Task statement -
Exactly how many lines in the data below contain the string "sleep"? Give that number and nothing else.

Data in this exercise -
————

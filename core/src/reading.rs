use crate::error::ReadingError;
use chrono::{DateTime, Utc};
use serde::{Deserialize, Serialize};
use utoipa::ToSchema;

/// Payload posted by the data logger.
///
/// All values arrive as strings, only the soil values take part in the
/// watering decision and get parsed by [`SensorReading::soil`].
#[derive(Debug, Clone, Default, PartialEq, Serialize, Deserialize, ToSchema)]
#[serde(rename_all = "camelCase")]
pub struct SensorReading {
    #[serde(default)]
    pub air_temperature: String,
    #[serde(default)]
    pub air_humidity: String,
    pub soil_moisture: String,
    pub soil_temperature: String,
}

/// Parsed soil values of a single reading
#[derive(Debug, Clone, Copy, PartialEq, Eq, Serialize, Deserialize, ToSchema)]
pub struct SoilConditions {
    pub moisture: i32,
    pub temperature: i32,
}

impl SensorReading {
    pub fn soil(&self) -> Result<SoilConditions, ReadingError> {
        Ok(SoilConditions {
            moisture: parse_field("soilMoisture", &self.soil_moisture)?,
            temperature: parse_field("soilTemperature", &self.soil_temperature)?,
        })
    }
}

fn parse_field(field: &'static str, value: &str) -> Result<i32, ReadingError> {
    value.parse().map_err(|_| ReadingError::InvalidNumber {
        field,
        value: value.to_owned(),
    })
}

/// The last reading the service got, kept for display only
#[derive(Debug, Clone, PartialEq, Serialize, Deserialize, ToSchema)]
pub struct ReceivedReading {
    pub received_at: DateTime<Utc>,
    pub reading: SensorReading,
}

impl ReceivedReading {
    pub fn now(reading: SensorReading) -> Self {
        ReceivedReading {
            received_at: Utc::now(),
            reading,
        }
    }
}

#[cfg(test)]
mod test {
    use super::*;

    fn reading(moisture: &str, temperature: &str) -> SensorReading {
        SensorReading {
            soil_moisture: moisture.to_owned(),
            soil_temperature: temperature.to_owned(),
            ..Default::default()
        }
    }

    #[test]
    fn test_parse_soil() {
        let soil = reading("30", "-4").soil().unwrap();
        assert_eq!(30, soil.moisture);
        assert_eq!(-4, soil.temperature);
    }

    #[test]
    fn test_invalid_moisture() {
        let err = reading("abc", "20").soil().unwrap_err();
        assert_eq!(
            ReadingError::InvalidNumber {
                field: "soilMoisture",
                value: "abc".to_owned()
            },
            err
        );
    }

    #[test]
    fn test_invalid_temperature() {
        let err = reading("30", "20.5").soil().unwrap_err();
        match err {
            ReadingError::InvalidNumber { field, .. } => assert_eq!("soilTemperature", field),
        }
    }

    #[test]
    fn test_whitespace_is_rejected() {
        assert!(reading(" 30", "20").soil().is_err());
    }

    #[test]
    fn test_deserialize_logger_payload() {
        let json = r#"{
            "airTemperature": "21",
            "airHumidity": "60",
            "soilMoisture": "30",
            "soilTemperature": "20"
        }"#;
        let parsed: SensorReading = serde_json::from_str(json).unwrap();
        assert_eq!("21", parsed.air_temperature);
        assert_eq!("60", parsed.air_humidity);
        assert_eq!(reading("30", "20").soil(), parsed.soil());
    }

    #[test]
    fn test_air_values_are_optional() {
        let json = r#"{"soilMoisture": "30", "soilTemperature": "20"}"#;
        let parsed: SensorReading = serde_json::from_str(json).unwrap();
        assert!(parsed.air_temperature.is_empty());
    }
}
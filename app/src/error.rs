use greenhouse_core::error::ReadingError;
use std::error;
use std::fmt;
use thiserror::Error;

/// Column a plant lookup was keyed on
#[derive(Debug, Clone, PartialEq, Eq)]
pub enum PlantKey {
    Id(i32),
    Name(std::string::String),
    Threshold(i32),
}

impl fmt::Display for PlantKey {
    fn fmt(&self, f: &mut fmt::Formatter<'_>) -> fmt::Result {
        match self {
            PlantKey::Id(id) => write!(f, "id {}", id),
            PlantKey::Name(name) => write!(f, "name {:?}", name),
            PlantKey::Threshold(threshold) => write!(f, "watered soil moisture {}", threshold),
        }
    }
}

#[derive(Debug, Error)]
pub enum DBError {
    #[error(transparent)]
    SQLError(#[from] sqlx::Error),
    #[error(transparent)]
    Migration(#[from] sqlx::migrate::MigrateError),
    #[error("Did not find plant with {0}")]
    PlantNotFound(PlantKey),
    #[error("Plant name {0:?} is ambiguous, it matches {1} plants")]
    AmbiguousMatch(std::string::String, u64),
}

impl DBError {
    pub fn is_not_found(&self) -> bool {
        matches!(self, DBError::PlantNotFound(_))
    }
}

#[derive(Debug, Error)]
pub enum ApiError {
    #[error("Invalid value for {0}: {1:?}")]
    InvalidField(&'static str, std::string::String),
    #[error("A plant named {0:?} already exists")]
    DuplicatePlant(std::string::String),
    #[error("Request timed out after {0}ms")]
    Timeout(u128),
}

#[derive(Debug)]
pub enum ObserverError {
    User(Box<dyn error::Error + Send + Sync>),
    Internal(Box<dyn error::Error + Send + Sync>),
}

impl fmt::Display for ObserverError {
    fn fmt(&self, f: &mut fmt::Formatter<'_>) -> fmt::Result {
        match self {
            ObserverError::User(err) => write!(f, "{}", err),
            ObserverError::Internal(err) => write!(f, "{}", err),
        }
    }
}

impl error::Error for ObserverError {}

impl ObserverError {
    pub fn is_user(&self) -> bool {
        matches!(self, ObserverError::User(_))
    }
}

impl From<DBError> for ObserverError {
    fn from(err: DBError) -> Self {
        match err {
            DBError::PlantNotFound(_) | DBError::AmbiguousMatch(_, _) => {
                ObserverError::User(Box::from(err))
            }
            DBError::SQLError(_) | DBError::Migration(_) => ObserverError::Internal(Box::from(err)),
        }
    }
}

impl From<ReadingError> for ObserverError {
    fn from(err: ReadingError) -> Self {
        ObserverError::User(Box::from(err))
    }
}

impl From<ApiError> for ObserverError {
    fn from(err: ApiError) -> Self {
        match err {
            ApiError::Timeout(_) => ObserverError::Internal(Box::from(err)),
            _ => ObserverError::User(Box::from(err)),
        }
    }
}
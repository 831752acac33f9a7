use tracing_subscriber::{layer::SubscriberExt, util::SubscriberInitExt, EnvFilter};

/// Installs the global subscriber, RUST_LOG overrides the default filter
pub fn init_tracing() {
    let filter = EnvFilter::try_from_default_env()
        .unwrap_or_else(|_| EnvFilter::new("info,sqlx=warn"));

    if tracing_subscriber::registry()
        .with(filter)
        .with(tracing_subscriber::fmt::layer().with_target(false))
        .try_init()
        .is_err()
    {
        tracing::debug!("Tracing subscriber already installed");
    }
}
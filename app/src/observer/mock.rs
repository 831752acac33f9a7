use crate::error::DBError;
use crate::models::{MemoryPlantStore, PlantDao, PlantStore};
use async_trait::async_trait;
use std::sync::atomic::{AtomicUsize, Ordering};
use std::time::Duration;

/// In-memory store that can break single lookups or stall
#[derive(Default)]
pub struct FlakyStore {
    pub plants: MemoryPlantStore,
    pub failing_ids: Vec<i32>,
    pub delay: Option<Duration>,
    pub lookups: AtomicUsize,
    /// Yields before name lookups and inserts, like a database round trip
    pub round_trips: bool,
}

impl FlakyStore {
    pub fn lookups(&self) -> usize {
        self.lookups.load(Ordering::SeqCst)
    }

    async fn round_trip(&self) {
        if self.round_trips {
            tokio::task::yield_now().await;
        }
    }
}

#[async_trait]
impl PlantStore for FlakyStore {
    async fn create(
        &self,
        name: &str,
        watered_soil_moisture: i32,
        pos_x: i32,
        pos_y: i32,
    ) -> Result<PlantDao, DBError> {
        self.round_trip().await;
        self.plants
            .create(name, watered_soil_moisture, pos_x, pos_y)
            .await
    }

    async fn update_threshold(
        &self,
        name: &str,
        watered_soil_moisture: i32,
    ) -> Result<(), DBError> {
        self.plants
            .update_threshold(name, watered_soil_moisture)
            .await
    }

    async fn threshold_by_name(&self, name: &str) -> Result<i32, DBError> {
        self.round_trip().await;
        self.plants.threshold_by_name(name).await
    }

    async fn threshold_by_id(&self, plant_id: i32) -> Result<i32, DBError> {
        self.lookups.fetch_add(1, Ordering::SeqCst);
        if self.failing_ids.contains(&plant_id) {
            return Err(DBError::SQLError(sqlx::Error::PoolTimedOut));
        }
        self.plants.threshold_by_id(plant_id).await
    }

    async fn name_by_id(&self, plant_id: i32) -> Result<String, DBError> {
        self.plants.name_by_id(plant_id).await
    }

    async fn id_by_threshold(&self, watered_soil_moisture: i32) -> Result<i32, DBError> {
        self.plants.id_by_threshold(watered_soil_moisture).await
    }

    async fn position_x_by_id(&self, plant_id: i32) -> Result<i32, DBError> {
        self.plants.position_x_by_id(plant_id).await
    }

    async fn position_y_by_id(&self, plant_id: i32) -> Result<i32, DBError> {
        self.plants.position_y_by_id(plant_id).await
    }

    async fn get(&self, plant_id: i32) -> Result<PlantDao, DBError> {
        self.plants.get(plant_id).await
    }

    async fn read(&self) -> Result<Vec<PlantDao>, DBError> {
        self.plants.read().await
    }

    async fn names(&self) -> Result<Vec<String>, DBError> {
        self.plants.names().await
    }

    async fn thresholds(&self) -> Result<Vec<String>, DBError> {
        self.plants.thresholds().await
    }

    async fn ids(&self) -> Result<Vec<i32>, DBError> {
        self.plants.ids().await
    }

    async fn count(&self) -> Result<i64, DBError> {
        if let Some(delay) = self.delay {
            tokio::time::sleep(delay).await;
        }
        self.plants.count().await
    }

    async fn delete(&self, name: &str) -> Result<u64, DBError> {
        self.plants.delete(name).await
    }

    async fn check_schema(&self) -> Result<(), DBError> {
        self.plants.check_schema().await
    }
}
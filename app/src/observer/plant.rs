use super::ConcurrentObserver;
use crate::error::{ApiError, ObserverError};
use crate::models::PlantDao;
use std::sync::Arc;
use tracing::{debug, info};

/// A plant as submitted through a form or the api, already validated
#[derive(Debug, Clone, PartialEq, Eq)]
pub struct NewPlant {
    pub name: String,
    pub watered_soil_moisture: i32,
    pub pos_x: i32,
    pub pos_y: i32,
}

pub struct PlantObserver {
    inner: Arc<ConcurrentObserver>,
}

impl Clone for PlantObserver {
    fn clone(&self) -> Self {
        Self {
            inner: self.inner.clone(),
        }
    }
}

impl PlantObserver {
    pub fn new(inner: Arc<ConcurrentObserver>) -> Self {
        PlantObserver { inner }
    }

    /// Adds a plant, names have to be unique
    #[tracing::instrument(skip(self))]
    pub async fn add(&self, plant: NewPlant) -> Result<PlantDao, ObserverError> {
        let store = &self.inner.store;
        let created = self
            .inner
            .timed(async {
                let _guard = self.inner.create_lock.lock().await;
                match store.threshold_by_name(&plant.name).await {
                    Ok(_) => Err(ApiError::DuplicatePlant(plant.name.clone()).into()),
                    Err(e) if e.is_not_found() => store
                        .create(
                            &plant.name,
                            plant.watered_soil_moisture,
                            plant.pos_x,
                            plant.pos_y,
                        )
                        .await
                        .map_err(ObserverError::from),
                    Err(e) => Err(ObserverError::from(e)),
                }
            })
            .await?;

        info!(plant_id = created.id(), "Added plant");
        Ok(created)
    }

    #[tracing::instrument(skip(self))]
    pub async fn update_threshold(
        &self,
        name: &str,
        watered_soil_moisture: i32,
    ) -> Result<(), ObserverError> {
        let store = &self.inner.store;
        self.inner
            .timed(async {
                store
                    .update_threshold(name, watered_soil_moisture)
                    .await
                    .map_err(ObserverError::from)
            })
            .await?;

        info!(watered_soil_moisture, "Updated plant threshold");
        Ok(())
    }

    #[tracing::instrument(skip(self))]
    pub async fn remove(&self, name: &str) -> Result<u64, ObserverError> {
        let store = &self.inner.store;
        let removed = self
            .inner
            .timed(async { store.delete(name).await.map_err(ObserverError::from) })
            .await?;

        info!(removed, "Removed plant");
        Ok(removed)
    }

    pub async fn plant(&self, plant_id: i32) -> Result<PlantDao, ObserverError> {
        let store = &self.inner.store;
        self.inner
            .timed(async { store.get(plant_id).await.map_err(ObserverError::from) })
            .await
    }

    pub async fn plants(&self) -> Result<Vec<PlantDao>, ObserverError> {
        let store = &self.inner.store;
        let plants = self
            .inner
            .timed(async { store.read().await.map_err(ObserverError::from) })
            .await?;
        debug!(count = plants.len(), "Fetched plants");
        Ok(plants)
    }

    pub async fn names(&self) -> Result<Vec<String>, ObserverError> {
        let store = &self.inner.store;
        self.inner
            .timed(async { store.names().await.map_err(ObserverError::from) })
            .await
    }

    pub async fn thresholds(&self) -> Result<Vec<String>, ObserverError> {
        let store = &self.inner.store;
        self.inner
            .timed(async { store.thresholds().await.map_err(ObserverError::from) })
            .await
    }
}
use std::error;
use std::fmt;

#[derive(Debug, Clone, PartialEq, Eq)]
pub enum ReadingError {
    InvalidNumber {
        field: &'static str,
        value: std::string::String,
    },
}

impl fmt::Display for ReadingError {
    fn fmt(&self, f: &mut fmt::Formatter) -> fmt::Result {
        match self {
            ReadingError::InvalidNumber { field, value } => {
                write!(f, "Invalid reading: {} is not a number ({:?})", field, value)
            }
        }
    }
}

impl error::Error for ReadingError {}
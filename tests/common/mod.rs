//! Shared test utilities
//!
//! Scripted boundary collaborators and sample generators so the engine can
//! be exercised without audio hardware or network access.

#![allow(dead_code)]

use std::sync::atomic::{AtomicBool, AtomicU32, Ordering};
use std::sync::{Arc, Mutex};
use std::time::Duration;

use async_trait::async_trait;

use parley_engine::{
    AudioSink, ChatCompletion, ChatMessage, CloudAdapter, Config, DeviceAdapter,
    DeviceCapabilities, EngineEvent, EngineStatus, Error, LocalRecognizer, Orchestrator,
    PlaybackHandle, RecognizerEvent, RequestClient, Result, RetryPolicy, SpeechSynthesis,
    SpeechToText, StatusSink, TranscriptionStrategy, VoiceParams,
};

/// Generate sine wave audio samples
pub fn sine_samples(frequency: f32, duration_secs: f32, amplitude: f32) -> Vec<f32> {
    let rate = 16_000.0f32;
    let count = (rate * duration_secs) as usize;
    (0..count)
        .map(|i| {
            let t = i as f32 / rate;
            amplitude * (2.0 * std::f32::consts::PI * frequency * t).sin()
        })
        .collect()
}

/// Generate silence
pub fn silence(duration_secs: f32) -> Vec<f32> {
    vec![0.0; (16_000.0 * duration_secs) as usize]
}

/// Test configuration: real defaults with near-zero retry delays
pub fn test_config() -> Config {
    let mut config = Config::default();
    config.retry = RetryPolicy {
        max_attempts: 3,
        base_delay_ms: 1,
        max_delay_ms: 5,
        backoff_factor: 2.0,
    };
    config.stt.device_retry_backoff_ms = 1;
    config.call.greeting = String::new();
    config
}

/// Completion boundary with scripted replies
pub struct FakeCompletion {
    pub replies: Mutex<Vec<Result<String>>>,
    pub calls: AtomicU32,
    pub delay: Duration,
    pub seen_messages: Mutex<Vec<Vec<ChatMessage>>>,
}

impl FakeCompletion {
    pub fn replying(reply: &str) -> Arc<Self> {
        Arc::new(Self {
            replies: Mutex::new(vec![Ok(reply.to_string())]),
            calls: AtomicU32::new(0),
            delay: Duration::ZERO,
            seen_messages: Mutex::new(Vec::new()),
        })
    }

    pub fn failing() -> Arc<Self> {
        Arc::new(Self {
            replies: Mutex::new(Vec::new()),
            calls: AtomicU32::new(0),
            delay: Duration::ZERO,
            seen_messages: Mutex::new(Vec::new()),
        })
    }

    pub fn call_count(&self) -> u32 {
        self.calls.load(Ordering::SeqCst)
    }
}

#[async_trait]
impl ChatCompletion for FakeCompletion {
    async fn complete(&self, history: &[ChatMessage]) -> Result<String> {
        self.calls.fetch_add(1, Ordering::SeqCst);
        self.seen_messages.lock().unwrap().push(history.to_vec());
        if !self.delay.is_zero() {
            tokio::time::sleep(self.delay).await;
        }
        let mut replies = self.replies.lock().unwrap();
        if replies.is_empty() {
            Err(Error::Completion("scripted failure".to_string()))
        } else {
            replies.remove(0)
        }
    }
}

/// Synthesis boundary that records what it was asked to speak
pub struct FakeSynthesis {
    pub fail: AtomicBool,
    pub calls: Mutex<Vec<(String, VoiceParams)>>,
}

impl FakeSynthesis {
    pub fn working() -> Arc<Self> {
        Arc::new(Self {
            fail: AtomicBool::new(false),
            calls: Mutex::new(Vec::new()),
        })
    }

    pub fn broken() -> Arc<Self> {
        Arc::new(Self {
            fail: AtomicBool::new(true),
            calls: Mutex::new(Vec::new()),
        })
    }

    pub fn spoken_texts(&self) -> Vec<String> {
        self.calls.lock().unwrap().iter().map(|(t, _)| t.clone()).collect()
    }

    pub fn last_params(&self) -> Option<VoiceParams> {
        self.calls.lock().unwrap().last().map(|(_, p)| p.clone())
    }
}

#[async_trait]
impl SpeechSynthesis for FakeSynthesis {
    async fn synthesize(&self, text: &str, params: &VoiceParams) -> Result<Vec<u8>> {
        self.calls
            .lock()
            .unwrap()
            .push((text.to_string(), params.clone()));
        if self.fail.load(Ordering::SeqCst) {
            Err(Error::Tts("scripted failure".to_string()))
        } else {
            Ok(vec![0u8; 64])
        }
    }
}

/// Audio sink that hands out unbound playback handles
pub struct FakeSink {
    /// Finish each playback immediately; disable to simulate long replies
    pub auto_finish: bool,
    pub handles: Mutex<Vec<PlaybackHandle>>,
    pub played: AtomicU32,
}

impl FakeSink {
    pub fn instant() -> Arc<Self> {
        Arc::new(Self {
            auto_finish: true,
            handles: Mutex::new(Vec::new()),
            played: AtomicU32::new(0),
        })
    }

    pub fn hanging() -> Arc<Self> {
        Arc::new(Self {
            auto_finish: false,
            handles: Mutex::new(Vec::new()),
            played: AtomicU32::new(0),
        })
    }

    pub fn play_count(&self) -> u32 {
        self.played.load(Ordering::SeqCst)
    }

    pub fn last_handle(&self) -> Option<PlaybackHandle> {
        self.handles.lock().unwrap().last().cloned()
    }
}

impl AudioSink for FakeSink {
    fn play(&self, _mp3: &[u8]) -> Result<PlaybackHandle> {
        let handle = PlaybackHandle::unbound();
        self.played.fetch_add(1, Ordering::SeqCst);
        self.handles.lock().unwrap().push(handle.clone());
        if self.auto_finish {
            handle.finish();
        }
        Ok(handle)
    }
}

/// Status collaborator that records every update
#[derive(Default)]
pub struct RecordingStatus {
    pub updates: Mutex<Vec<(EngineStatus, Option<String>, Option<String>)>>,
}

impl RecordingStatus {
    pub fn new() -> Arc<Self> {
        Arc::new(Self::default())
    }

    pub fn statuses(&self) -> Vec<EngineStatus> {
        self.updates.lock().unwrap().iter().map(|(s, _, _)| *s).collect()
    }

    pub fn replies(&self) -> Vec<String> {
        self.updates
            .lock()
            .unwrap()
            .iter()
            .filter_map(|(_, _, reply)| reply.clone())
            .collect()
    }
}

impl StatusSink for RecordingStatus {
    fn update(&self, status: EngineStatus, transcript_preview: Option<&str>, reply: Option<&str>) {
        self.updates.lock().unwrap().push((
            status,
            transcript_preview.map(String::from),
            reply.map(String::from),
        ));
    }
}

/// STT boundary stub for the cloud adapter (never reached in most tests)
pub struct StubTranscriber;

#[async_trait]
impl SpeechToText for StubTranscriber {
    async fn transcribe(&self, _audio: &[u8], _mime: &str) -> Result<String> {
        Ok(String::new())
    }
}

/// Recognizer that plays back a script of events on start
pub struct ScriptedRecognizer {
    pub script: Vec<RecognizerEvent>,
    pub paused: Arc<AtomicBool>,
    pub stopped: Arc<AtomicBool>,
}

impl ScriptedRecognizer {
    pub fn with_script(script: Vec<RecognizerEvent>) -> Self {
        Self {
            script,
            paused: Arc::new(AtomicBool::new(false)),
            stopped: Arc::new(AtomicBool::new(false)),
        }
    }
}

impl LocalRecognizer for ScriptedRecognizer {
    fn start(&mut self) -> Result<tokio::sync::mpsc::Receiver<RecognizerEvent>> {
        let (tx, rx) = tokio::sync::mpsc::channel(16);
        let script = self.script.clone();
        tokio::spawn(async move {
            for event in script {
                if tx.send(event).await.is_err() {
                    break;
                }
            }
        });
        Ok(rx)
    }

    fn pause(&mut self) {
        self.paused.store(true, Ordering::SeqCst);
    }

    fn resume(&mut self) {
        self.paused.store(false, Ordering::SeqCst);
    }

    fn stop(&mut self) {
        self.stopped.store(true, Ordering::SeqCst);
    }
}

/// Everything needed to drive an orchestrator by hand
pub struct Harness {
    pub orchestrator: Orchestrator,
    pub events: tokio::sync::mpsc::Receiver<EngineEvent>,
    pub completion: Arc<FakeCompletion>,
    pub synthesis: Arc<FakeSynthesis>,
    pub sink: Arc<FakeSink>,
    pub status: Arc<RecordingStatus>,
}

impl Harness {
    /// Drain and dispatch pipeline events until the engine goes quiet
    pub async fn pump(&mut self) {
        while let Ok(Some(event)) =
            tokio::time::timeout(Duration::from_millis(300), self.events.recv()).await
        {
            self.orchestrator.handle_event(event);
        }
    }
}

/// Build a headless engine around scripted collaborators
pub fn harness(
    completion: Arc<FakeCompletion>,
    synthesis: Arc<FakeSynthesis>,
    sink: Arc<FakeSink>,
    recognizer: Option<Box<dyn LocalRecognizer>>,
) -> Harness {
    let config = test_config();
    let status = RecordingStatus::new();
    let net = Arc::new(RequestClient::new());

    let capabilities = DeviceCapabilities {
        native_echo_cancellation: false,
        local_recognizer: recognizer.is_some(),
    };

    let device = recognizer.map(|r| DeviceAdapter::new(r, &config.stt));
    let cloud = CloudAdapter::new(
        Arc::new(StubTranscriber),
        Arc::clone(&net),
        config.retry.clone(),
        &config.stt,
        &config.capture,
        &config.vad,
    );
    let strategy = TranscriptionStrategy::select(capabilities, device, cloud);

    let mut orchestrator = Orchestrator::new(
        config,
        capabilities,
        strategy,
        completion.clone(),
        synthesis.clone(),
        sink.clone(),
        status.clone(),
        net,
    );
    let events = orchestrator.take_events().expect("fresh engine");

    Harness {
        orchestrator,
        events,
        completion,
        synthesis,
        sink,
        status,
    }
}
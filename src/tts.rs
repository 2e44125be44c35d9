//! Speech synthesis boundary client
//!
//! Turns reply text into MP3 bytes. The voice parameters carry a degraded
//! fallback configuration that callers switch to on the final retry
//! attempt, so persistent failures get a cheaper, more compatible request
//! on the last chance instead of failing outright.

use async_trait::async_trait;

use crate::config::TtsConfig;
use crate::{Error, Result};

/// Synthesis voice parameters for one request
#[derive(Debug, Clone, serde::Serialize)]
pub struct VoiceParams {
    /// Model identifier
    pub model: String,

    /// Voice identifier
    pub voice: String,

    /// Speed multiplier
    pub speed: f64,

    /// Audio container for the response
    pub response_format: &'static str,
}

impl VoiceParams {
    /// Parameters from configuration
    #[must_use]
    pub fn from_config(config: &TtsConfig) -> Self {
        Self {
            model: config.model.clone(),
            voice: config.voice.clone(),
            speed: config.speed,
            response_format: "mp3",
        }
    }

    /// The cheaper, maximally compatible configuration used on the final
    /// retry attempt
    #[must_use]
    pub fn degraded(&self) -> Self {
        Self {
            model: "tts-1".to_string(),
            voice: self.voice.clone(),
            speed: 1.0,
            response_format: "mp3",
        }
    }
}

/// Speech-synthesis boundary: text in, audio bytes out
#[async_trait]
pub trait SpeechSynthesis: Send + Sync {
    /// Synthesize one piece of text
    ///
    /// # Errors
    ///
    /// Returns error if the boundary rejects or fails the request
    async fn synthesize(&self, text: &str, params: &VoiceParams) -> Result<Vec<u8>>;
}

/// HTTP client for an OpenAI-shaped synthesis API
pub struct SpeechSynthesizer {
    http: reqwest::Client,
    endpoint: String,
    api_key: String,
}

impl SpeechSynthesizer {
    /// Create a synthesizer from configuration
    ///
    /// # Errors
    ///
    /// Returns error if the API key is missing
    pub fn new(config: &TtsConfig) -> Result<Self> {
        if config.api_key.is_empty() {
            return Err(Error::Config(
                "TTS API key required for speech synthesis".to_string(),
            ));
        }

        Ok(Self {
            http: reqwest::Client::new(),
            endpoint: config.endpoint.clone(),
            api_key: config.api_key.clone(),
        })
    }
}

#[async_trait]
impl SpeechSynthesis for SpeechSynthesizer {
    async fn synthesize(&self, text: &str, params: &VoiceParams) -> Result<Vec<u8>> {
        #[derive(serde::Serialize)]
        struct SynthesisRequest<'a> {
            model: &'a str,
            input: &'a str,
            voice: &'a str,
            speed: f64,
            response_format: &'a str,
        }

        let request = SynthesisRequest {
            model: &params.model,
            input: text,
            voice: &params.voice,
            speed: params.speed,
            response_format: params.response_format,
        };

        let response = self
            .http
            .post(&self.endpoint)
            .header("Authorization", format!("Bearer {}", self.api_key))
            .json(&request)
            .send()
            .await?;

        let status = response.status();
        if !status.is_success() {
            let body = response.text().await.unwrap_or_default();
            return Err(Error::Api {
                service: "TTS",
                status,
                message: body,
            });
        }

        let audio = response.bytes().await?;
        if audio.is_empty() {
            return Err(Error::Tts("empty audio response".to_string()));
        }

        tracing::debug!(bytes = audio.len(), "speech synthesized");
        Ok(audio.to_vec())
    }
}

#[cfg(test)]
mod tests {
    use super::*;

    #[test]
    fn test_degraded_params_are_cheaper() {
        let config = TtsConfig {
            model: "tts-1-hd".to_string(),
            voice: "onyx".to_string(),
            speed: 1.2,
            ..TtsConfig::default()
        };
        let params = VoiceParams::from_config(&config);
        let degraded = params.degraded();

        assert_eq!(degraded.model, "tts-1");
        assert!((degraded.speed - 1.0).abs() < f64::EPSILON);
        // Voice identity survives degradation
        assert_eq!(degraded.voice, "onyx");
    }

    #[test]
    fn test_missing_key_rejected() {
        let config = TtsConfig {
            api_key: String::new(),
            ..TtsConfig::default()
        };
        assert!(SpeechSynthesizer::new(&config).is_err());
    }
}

————

Completed exercise -
2